Imagine you’ve built a cleaning robot. It uses a specific type of vacuum cleaner. But one day, you find a cooler, better vacuum! You try to upgrade, but your robot is built in a way that only works with the old vacuum. Annoying, right?

The Problem

Your robot depends directly on a specific vacuum cleaner. If the vacuum changes, you need to change the robot’s design too. That’s bad design because your robot isn’t flexible!

The Solution

The Dependency Inversion Principle (DIP) says:

  • Your robot should not depend on a specific vacuum cleaner.
  • Instead, both the robot and the vacuum cleaner should depend on something more general—a "Vacuum Interface."

Here’s how it works:

  1. You define a Vacuum Interface that says, "Hey, any vacuum cleaner should have a suck() method."
  2. The robot doesn’t care what kind of vacuum it’s using. It just calls suck() through the interface.
  3. Now, you can swap vacuums freely—old ones, new ones, fancy ones, cheap ones—all without changing the robot’s code!

In Short

  • Bad Design: Robot depends on specific vacuum cleaners.
  • Good Design (DIP): Robot and vacuum cleaners both depend on a shared interface, making them flexible and swappable.

In simple terms: Depend on general ideas (like interfaces), not specific things (like one brand of vacuum). This makes your

system adaptable and easier to upgrade.



What is the difference between Interface Segregation Principle (ISP) and the Single Responsibility Principle (SRP) ?

The Interface Segregation Principle (ISP) and the Single Responsibility Principle (SRP) are similar because they both promote focus and simplicity, but they solve different problems. Let me explain:

Single Responsibility Principle (SRP)

This is about what a class or module does. It says:

  • Each class should only have one job or one reason to change.
    For example: A cooking robot only cooks—it doesn't clean or play music.

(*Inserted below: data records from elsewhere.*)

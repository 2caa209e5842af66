//! Turn controller: alternates the acting side and decides the winner.

use rand::Rng;
use rand::rngs::SmallRng;
use thiserror::Error;

use crate::{
    board::Board,
    common::{BoardError, ShotOutcome},
    config::GameConfig,
    coordinate::Coordinate,
    placement::{random_board, SetupError},
    player::{Player, TargetError},
};

/// One of the two participants.
#[derive(Debug, Clone, Copy, PartialEq, Eq, Hash)]
#[cfg_attr(feature = "std", derive(serde::Serialize, serde::Deserialize))]
pub enum Side {
    Primary,
    Secondary,
}

impl Side {
    pub fn opponent(self) -> Self {
        match self {
            Side::Primary => Side::Secondary,
            Side::Secondary => Side::Primary,
        }
    }

    fn index(self) -> usize {
        match self {
            Side::Primary => 0,
            Side::Secondary => 1,
        }
    }
}

/// Current status of a game.
#[derive(Debug, Clone, Copy, PartialEq, Eq, Hash)]
#[cfg_attr(feature = "std", derive(serde::Serialize, serde::Deserialize))]
pub enum Phase {
    InProgress,
    PrimaryWon,
    SecondaryWon,
}

impl Phase {
    fn won_by(side: Side) -> Self {
        match side {
            Side::Primary => Phase::PrimaryWon,
            Side::Secondary => Phase::SecondaryWon,
        }
    }

    /// Winning side, if the game is over.
    pub fn winner(self) -> Option<Side> {
        match self {
            Phase::InProgress => None,
            Phase::PrimaryWon => Some(Side::Primary),
            Phase::SecondaryWon => Some(Side::Secondary),
        }
    }
}

/// Errors that stop a turn from completing.
#[derive(Debug, Clone, PartialEq, Eq, Error)]
pub enum GameError {
    /// Shot rejected by the target board. Retryable for
    /// `OutOfBounds`/`AlreadyTargeted`.
    #[error(transparent)]
    Board(#[from] BoardError),
    #[error(transparent)]
    Setup(#[from] SetupError),
    #[error("the game is already over")]
    GameOver,
    #[error("the acting player has no more input")]
    InputClosed,
}

/// What happened on one accepted shot.
#[derive(Debug, Clone, Copy, PartialEq, Eq)]
#[cfg_attr(feature = "std", derive(serde::Serialize, serde::Deserialize))]
pub struct TurnReport {
    /// Side that fired.
    pub shooter: Side,
    pub target: Coordinate,
    pub outcome: ShotOutcome,
    /// Side acting next; unchanged after a hit or a sink.
    pub next: Side,
    pub phase: Phase,
}

/// Core game logic holding both boards. `boards[side]` is that side's own
/// fleet, which the other side fires at.
pub struct GameEngine {
    boards: [Board; 2],
    acting: Side,
    phase: Phase,
    shots: [usize; 2],
}

impl GameEngine {
    /// Start a game between two already placed boards. Primary moves first.
    pub fn new(primary: Board, secondary: Board) -> Self {
        Self {
            boards: [primary, secondary],
            acting: Side::Primary,
            phase: Phase::InProgress,
            shots: [0; 2],
        }
    }

    /// Build both boards with random placement. The secondary board is
    /// hidden, as the computer's fleet is in a human-vs-computer game.
    pub fn setup<R: Rng + ?Sized>(rng: &mut R, config: &GameConfig) -> Result<Self, GameError> {
        let primary = random_board(rng, config)?;
        let mut secondary = random_board(rng, config)?;
        secondary.set_hidden(true);
        Ok(Self::new(primary, secondary))
    }

    pub fn acting_side(&self) -> Side {
        self.acting
    }

    pub fn phase(&self) -> Phase {
        self.phase
    }

    pub fn is_over(&self) -> bool {
        self.phase != Phase::InProgress
    }

    /// `side`'s own board.
    pub fn board(&self, side: Side) -> &Board {
        &self.boards[side.index()]
    }

    /// Board the acting side is firing at.
    pub fn target_board(&self) -> &Board {
        self.board(self.acting.opponent())
    }

    pub fn set_hidden(&mut self, side: Side, hidden: bool) {
        self.boards[side.index()].set_hidden(hidden);
    }

    /// Accepted shots fired by `side`.
    pub fn shots_fired(&self, side: Side) -> usize {
        self.shots[side.index()]
    }

    /// Fire the acting side's shot at `target`.
    ///
    /// A rejected shot returns `GameError::Board` and leaves the whole game
    /// untouched, so the same side simply tries again.
    pub fn fire(&mut self, target: Coordinate) -> Result<TurnReport, GameError> {
        if self.is_over() {
            return Err(GameError::GameOver);
        }
        let shooter = self.acting;
        let outcome = self.boards[shooter.opponent().index()].shot(target)?;
        self.shots[shooter.index()] += 1;

        if !outcome.grants_extra_turn() {
            self.acting = shooter.opponent();
        }
        if self.board(Side::Secondary).is_defeated() {
            self.phase = Phase::won_by(Side::Primary);
        } else if self.board(Side::Primary).is_defeated() {
            self.phase = Phase::won_by(Side::Secondary);
        }
        if let Some(winner) = self.phase.winner() {
            log::info!(
                "{:?} won after {} shots",
                winner,
                self.shots[winner.index()]
            );
        }

        Ok(TurnReport {
            shooter,
            target,
            outcome,
            next: self.acting,
            phase: self.phase,
        })
    }

    /// Ask `player` for targets until one is accepted.
    ///
    /// Malformed input and rejected shots go back to the player and do not
    /// consume the turn.
    pub fn play_turn<P: Player + ?Sized>(
        &mut self,
        player: &mut P,
        rng: &mut SmallRng,
    ) -> Result<TurnReport, GameError> {
        if self.is_over() {
            return Err(GameError::GameOver);
        }
        loop {
            let target = match player.select_target(rng, self.target_board()) {
                Ok(target) => target,
                Err(TargetError::Invalid(msg)) => {
                    player.handle_invalid_input(&msg);
                    continue;
                }
                Err(TargetError::InputClosed) => return Err(GameError::InputClosed),
            };
            match self.fire(target) {
                Ok(report) => {
                    player.handle_shot_result(target, report.outcome);
                    return Ok(report);
                }
                Err(GameError::Board(err)) if err.is_retryable_shot() => {
                    log::debug!("{} retries: {}", player.name(), err);
                    player.handle_rejected_shot(target, &err);
                }
                Err(e) => return Err(e),
            }
        }
    }

    /// Play to the end, returning the terminal phase.
    pub fn run(
        &mut self,
        primary: &mut dyn Player,
        secondary: &mut dyn Player,
        rng: &mut SmallRng,
    ) -> Result<Phase, GameError> {
        while !self.is_over() {
            match self.acting {
                Side::Primary => self.play_turn(&mut *primary, rng)?,
                Side::Secondary => self.play_turn(&mut *secondary, rng)?,
            };
        }
        Ok(self.phase)
    }
}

Interface Segregation Principle (ISP)

This is about what a class or module is asked to do (via interfaces). It says:

  • Don’t force something to use things (methods or buttons) it doesn’t need.
    For example: Don’t give the cleaning robot a "make pancakes" button, because it doesn’t need it.

Key Difference

  • SRP focuses on splitting up responsibilities: “Do one thing only, and do it well.”
  • ISP focuses on designing interfaces: “Only give me what I need to do my job.”

Think of it this way:

If SRP is about organizing your robots to have specific tasks, ISP is about making sure their controllers don’t have unnecessary buttons. Both principles make things simpler, but from different angles!

 


Dependency Inversion and Dependency Injection are related concepts but are not the same. Here's a simple explanation of both and how they differ:


Dependency Inversion Principle (DIP)

  • What it is: A design principle (part of SOLID) that says:
    High-level modules (like your robot) should not depend on low-level modules (like a vacuum cleaner). Both should depend on abstractions (like an interface).

  • Why it matters:
    It ensures flexibility and decouples code. The robot doesn’t care which vacuum it uses as long as it conforms to the Vacuum interface. You can swap parts easily without changing the robot’s design.


Dependency Injection (DI)

  • What it is: A way to implement Dependency Inversion. It’s a technique where the dependencies (like a vacuum cleaner) are provided to an object (like the robot) by an external system rather than the object creating them itself.

  • How it works:
    Instead of the robot creating its own vacuum, you "inject" the vacuum into the robot. This can be done in three main ways:

    1. Constructor Injection: Pass the vacuum when the robot is created.
    2. Setter Injection: Pass the vacuum through a setter method.
    3. Interface Injection: Pass the vacuum through a method that the robot requires to implement.

Key Difference

Dependency Inversion Dependency Injection
A design principle that focuses on decoupling high-level and low-level modules using abstractions. A technique or pattern to provide dependencies to a class rather than letting it create its own.
What to do: Depend on abstractions, not concrete implementations. How to do it: Provide dependencies (like objects) from the outside.
More of a "rule" to follow in design. More of a "tool" or implementation strategy to achieve decoupling.